On a daily basis, the ICU in St. Vincent’s University Hospital is running with 30% of its nursing shifts vacant. The hospital continues to operate 18 ICU beds despite pleas from nurses in the hospital to curtail services or divert patients to other hospitals. 

Due to staffing shortages each day the ICU is down four to six Nurses per shift. Nurses are often looking after twice as many patients as they should. 

They simply don’t have enough Nurses to do the job safely. They are constantly worried that patient care is being put at risk. 

The INMO Industrial Relations Officer Mary Rose Carroll, said:

It is not acceptable that Management continues to operate a full service despite the Unit only having enough staff to operate fourteen beds. Our members are entitled to work in a safe working environment, and patients deserve to be cared for with safe staffing levels. 

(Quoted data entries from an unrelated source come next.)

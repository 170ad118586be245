//! # Dynamics Evaluator
//!
//! Right-hand sides of the semi-discretized heat equation for every regime. Each model is
//! assembled once from the discretization and the parameter set and afterwards is a pure
//! function `(t, state) -> dstate/dt`.
//!
//! ## Models
//!
//! - **`FreeDiffusion`**: `dθ = (α/Δx²)·M·θ` (Dirichlet or zero-Neumann operator)
//! - **`RadiativeBoundary`**: `dθ = (α/Δx²)·M·θ + (2α/Δx)·Φ_out(θ)`
//! - **`ProportionalControl`**: `dθ = A·θ + B·u + E·w`, `u = Kp·(y_ref - θ[N-1])`
//! - **`PiControl`**: `dz = Acl·z + Bcl·y_ref + Ecl·w(z[N-1])`, `z = [θ; ε]`
//!
//! with `A = (α/Δx²)·M`, `B = 2α·b/(λ·Δx)·e₀`, `E = 2α/(λ·Δx)·e_{N-1}`,
//! `C = e_{N-1}ᵀ` and `w = φ_out(θ[N-1])`.
//!
//! ## Closed loop with integral action
//!
//! ```text
//! Acl = [ A - Kp·B·C    Ki·B ]     Bcl = [ Kp·B ]     Ecl = [ E ]
//!       [    -C          0   ]           [  1   ]           [ 0 ]
//! ```
//!
//! All models share the `HeatDynamics` trait and are dispatched through `HeatModel`
//! with `enum_dispatch`.
use super::boundary_flux::BoundaryLoss;
use super::discretization::{BoundaryKind, Discretization, DiffusionOperator};
use super::heat_error::HeatError;
use super::parameters::{ControllerConfig, HeatParameters, HeatRegime};
use enum_dispatch::enum_dispatch;
use log::debug;
use nalgebra::{DMatrix, DVector, RowDVector};

/// State derivative of a semi-discretized heat model
#[enum_dispatch]
pub trait HeatDynamics {
    /// Length of the state vector the model expects
    fn state_dim(&self) -> usize;
    /// dstate/dt at time `t`
    fn derivative(&self, t: f64, state: &DVector<f64>) -> Result<DVector<f64>, HeatError>;
}

fn check_state(state: &DVector<f64>, expected: usize) -> Result<(), HeatError> {
    if state.len() != expected {
        return Err(HeatError::InvalidState(format!(
            "state has {} entries, model expects {}",
            state.len(),
            expected
        )));
    }
    Ok(())
}

/// Diffusion without boundary forcing
#[derive(Debug, Clone)]
pub struct FreeDiffusion {
    operator: DiffusionOperator,
    /// α/Δx²
    coeff: f64,
}

impl FreeDiffusion {
    pub fn new(disc: &Discretization, params: &HeatParameters) -> Result<Self, HeatError> {
        match disc.operator.kind() {
            BoundaryKind::Dirichlet | BoundaryKind::ZeroNeumann => {}
            kind => {
                return Err(HeatError::InvalidConfiguration(format!(
                    "free diffusion needs a Dirichlet or zero-Neumann operator, got {:?}",
                    kind
                )));
            }
        }
        Ok(Self {
            operator: disc.operator.clone(),
            coeff: params.alpha() / disc.grid.dx().powi(2),
        })
    }
}

impl HeatDynamics for FreeDiffusion {
    fn state_dim(&self) -> usize {
        self.operator.dim()
    }

    fn derivative(&self, _t: f64, state: &DVector<f64>) -> Result<DVector<f64>, HeatError> {
        check_state(state, self.state_dim())?;
        Ok(self.operator.apply(state) * self.coeff)
    }
}

/// Convective and radiative loss at both ends, no control
#[derive(Debug, Clone)]
pub struct RadiativeBoundary {
    operator: DiffusionOperator,
    /// α/Δx²
    coeff: f64,
    /// 2α/Δx
    flux_coeff: f64,
    loss: BoundaryLoss,
}

impl RadiativeBoundary {
    pub fn new(disc: &Discretization, params: &HeatParameters) -> Result<Self, HeatError> {
        if disc.operator.kind() != BoundaryKind::Robin {
            return Err(HeatError::InvalidConfiguration(format!(
                "radiative boundary needs a Robin operator, got {:?}",
                disc.operator.kind()
            )));
        }
        let dx = disc.grid.dx();
        let alpha = params.alpha();
        Ok(Self {
            operator: disc.operator.clone(),
            coeff: alpha / dx.powi(2),
            flux_coeff: 2.0 * alpha / dx,
            loss: BoundaryLoss::from_parameters(params),
        })
    }
}

impl HeatDynamics for RadiativeBoundary {
    fn state_dim(&self) -> usize {
        self.operator.dim()
    }

    fn derivative(&self, _t: f64, state: &DVector<f64>) -> Result<DVector<f64>, HeatError> {
        let n = self.state_dim();
        check_state(state, n)?;
        let phi = self.loss.forcing_vector(state)?;
        Ok(self.operator.apply(state) * self.coeff + phi * self.flux_coeff)
    }
}

/// Open-loop state-space matrices of the actuated rod: dθ = A·θ + B·u + E·w, y = C·θ
#[derive(Debug, Clone, PartialEq)]
pub struct StateSpace {
    pub A: DMatrix<f64>,
    pub B: DVector<f64>,
    pub E: DVector<f64>,
    pub C: RowDVector<f64>,
}

impl StateSpace {
    pub fn new(
        disc: &Discretization,
        params: &HeatParameters,
        controller: &ControllerConfig,
    ) -> Result<Self, HeatError> {
        if disc.operator.kind() != BoundaryKind::RobinActuated {
            return Err(HeatError::InvalidConfiguration(format!(
                "controlled rod needs an actuated Robin operator, got {:?}",
                disc.operator.kind()
            )));
        }
        let n = disc.operator.dim();
        let dx = disc.grid.dx();
        let alpha = params.alpha();
        let gain = 2.0 * alpha / (params.Lambda * dx);

        let A = disc.operator.to_dense() * (alpha / dx.powi(2));
        let mut B = DVector::zeros(n);
        B[0] = gain * controller.b;
        let mut E = DVector::zeros(n);
        E[n - 1] = gain;
        let mut C = RowDVector::zeros(n);
        C[n - 1] = 1.0;
        Ok(Self { A, B, E, C })
    }

    pub fn dim(&self) -> usize {
        self.B.len()
    }
}

/// Proportional controller acting at x = 0, measuring θ(L)
#[derive(Debug, Clone)]
pub struct ProportionalControl {
    ss: StateSpace,
    Kp: f64,
    y_ref: f64,
    loss: BoundaryLoss,
}

impl ProportionalControl {
    pub fn new(
        disc: &Discretization,
        params: &HeatParameters,
        controller: &ControllerConfig,
    ) -> Result<Self, HeatError> {
        controller.validate()?;
        let ss = StateSpace::new(disc, params, controller)?;
        Ok(Self {
            ss,
            Kp: controller.Kp,
            y_ref: controller.y_ref,
            loss: BoundaryLoss::from_parameters(params),
        })
    }

    pub fn state_space(&self) -> &StateSpace {
        &self.ss
    }

    /// e(t) = y_ref - θ[N-1]
    pub fn error(&self, state: &DVector<f64>) -> Result<f64, HeatError> {
        let n = self.ss.dim();
        check_state(state, n)?;
        Ok(self.y_ref - state[n - 1])
    }

    /// u(t) = Kp·e(t)
    pub fn control_input(&self, state: &DVector<f64>) -> Result<f64, HeatError> {
        Ok(self.Kp * self.error(state)?)
    }
}

impl HeatDynamics for ProportionalControl {
    fn state_dim(&self) -> usize {
        self.ss.dim()
    }

    fn derivative(&self, _t: f64, state: &DVector<f64>) -> Result<DVector<f64>, HeatError> {
        let n = self.state_dim();
        let u = self.control_input(state)?;
        let w = self.loss.flux(state[n - 1]);
        Ok(&self.ss.A * state + &self.ss.B * u + &self.ss.E * w)
    }
}

/// Closed-loop matrices of the PI-controlled rod, state z = [θ; ε]
#[derive(Debug, Clone, PartialEq)]
pub struct ClosedLoop {
    pub Acl: DMatrix<f64>,
    pub Bcl: DVector<f64>,
    pub Ecl: DVector<f64>,
}

impl ClosedLoop {
    pub fn assemble(ss: &StateSpace, Kp: f64, Ki: f64) -> Self {
        let n = ss.dim();
        let feedback = &ss.A - (&ss.B * &ss.C) * Kp;

        let mut Acl = DMatrix::zeros(n + 1, n + 1);
        for i in 0..n {
            for j in 0..n {
                Acl[(i, j)] = feedback[(i, j)];
            }
            Acl[(i, n)] = Ki * ss.B[i];
            Acl[(n, i)] = -ss.C[i];
        }

        let mut Bcl = DVector::zeros(n + 1);
        let mut Ecl = DVector::zeros(n + 1);
        for i in 0..n {
            Bcl[i] = Kp * ss.B[i];
            Ecl[i] = ss.E[i];
        }
        Bcl[n] = 1.0;
        Self { Acl, Bcl, Ecl }
    }

    pub fn dim(&self) -> usize {
        self.Bcl.len()
    }
}

/// Proportional-integral controller acting at x = 0, measuring θ(L)
#[derive(Debug, Clone)]
pub struct PiControl {
    closed_loop: ClosedLoop,
    Kp: f64,
    Ki: f64,
    y_ref: f64,
    loss: BoundaryLoss,
}

impl PiControl {
    pub fn new(
        disc: &Discretization,
        params: &HeatParameters,
        controller: &ControllerConfig,
    ) -> Result<Self, HeatError> {
        controller.validate()?;
        let ss = StateSpace::new(disc, params, controller)?;
        let closed_loop = ClosedLoop::assemble(&ss, controller.Kp, controller.Ki);
        debug!(
            "PI closed loop assembled: {}x{}",
            closed_loop.Acl.nrows(),
            closed_loop.Acl.ncols()
        );
        Ok(Self {
            closed_loop,
            Kp: controller.Kp,
            Ki: controller.Ki,
            y_ref: controller.y_ref,
            loss: BoundaryLoss::from_parameters(params),
        })
    }

    pub fn closed_loop(&self) -> &ClosedLoop {
        &self.closed_loop
    }

    /// e(t) = y_ref - θ[N-1], state z = [θ; ε]
    pub fn error(&self, state: &DVector<f64>) -> Result<f64, HeatError> {
        let n_aug = self.closed_loop.dim();
        check_state(state, n_aug)?;
        Ok(self.y_ref - state[n_aug - 2])
    }

    /// u(t) = Kp·e(t) + Ki·ε(t)
    pub fn control_input(&self, state: &DVector<f64>) -> Result<f64, HeatError> {
        let e = self.error(state)?;
        Ok(self.Kp * e + self.Ki * state[self.closed_loop.dim() - 1])
    }
}

impl HeatDynamics for PiControl {
    fn state_dim(&self) -> usize {
        self.closed_loop.dim()
    }

    fn derivative(&self, _t: f64, state: &DVector<f64>) -> Result<DVector<f64>, HeatError> {
        let n_aug = self.state_dim();
        check_state(state, n_aug)?;
        let w = self.loss.flux(state[n_aug - 2]);
        let cl = &self.closed_loop;
        Ok(&cl.Acl * state + &cl.Bcl * self.y_ref + &cl.Ecl * w)
    }
}

/// Any of the heat models
#[enum_dispatch(HeatDynamics)]
#[derive(Debug, Clone)]
pub enum HeatModel {
    FreeDiffusion,
    RadiativeBoundary,
    ProportionalControl,
    PiControl,
}

impl HeatModel {
    /// Build the evaluator of `regime` on an already built discretization
    pub fn from_regime(
        regime: HeatRegime,
        disc: &Discretization,
        params: &HeatParameters,
        controller: Option<&ControllerConfig>,
    ) -> Result<Self, HeatError> {
        if disc.operator.kind() != regime.boundary_kind() {
            return Err(HeatError::InvalidConfiguration(format!(
                "operator built for {:?}, regime {} needs {:?}",
                disc.operator.kind(),
                regime,
                regime.boundary_kind()
            )));
        }
        let require_controller = || {
            controller.ok_or_else(|| {
                HeatError::MissingData(format!("regime {} needs a controller", regime))
            })
        };
        let model = match regime {
            HeatRegime::Dirichlet | HeatRegime::ZeroNeumann => {
                HeatModel::from(FreeDiffusion::new(disc, params)?)
            }
            HeatRegime::Radiative => HeatModel::from(RadiativeBoundary::new(disc, params)?),
            HeatRegime::Proportional => {
                HeatModel::from(ProportionalControl::new(disc, params, require_controller()?)?)
            }
            HeatRegime::ProportionalIntegral => {
                HeatModel::from(PiControl::new(disc, params, require_controller()?)?)
            }
        };
        Ok(model)
    }
}
use thiserror::Error;

/// Errors produced while configuring or running a heat-equation problem
#[derive(Debug, Error)]
pub enum HeatError {
    /// Grid, physical constants, time span or step size cannot describe a valid problem
    #[error("Invalid configuration: {0}")]
    InvalidConfiguration(String),
    /// State vector does not match the operator dimension
    #[error("Invalid state: {0}")]
    InvalidState(String),
    /// Something required was not set or not computed yet
    #[error("Missing data: {0}")]
    MissingData(String),
    #[error("I/O error: {0}")]
    Io(#[from] std::io::Error),
    #[error("JSON error: {0}")]
    Json(#[from] serde_json::Error),
}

The INMO have requested that services within the ICU are curtailed until such a time that the unit is adequately staffed. The Hospital in line with critical care standards can divert patients to other ICUs in circumstances when there are inadequate and unsafe staffing levels within the Unit.“We know from survey results published by the INMO today that nurses and midwives are completely burnt out. Nurses and midwives have faced an unprecedented increase in workload demands resulting directly or indirectly from the pandemic. Coupled with caring for patients with the virus, witnessing the physical and emotional effects on patients, families and loved ones has taken a psychological toll. The vast majority of our members, including those in St.Vincent’s University Hospital, are now telling us they’re mentally and emotionally exhausted, and this is going to have an impact on their safety and the safety of their patients.

The situation in St.Vincent’s is a symptom of the recruitment crisis in our hospital system.

There are long-term and short-term actions hospital management and indeed the HSE can take to remedy the situation. They must take suggestions to curtail services and use ICU capacity in hospitals seriously. In the long-term, we need to give nurses an opportunity to specialise in the specialist training needed to work in ICUs and this can only be done if more postgraduate places for training are provided.